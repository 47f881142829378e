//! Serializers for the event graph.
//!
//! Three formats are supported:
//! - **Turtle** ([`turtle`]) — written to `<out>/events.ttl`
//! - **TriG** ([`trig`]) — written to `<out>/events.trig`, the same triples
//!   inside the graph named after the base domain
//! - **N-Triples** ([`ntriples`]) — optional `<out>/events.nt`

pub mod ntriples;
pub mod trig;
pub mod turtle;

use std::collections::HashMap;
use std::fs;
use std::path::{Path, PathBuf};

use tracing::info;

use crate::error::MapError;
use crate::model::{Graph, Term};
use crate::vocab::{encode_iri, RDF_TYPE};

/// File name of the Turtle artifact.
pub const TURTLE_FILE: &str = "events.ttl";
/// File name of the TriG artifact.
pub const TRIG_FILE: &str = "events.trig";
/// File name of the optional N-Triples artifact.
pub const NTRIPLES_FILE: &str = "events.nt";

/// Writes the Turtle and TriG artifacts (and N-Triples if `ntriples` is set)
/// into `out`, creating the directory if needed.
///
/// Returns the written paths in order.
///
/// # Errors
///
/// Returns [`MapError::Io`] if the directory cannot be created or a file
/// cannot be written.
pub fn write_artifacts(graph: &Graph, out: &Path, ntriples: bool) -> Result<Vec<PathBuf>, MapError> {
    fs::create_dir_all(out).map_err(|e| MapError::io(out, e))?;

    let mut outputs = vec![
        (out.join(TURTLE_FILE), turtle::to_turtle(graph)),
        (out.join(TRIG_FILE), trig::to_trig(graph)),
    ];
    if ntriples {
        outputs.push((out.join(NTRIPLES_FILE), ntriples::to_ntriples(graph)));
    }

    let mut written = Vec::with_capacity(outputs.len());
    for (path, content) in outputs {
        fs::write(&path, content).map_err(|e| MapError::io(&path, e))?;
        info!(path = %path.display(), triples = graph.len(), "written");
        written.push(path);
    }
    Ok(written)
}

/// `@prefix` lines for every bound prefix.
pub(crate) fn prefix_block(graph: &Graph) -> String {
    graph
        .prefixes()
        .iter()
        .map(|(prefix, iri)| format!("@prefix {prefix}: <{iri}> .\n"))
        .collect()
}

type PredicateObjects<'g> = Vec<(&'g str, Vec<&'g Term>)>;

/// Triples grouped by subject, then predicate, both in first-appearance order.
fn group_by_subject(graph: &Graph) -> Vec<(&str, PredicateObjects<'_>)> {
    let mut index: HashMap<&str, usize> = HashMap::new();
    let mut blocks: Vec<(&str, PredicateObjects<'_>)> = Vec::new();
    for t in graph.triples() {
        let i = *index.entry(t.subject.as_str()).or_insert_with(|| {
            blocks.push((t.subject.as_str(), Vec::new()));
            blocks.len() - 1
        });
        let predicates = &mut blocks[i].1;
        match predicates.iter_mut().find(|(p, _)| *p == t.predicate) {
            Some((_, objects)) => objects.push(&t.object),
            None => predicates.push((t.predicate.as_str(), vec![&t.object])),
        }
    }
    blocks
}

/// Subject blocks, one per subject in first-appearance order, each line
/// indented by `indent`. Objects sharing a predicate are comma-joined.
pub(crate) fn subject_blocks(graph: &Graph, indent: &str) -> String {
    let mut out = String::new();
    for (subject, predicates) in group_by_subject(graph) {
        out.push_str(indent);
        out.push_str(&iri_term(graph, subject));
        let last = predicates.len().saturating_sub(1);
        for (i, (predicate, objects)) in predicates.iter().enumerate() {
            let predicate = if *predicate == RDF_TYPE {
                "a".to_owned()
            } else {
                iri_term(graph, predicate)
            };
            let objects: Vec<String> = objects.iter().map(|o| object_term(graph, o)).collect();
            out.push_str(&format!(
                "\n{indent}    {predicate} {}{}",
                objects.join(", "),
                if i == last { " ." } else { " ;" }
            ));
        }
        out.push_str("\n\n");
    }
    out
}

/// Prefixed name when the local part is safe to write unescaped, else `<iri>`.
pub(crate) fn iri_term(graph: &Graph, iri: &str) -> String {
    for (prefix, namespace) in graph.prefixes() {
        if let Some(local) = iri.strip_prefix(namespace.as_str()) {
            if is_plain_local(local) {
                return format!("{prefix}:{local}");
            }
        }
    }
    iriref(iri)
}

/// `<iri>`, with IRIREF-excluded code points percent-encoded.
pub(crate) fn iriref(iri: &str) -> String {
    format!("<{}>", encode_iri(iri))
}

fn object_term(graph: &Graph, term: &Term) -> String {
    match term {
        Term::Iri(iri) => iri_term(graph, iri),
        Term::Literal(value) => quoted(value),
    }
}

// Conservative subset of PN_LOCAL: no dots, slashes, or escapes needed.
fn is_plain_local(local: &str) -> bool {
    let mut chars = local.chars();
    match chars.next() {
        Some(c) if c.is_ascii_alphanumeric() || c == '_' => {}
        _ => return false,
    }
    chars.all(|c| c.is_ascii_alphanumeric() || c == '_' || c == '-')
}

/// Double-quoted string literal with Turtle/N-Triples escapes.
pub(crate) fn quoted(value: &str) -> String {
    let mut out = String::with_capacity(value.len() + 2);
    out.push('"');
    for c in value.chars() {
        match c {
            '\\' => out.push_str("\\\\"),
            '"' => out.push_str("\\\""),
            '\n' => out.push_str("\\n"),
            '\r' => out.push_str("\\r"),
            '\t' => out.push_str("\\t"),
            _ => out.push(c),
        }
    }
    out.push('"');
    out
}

————

EXERCISE DETAILS> Produce the lines from the top of the listing through the "the base domain" line exactly as they appear, with no additional output.

WRITTEN ANSWER>
repository 47f881142829378e
//! Serializers for the event graph.
//!
//! Three formats are supported:
//! - **Turtle** ([`turtle`]) — written to `<out>/events.ttl`
//! - **TriG** ([`trig`]) — written to `<out>/events.trig`, the same triples
//!   inside the graph named after the base domain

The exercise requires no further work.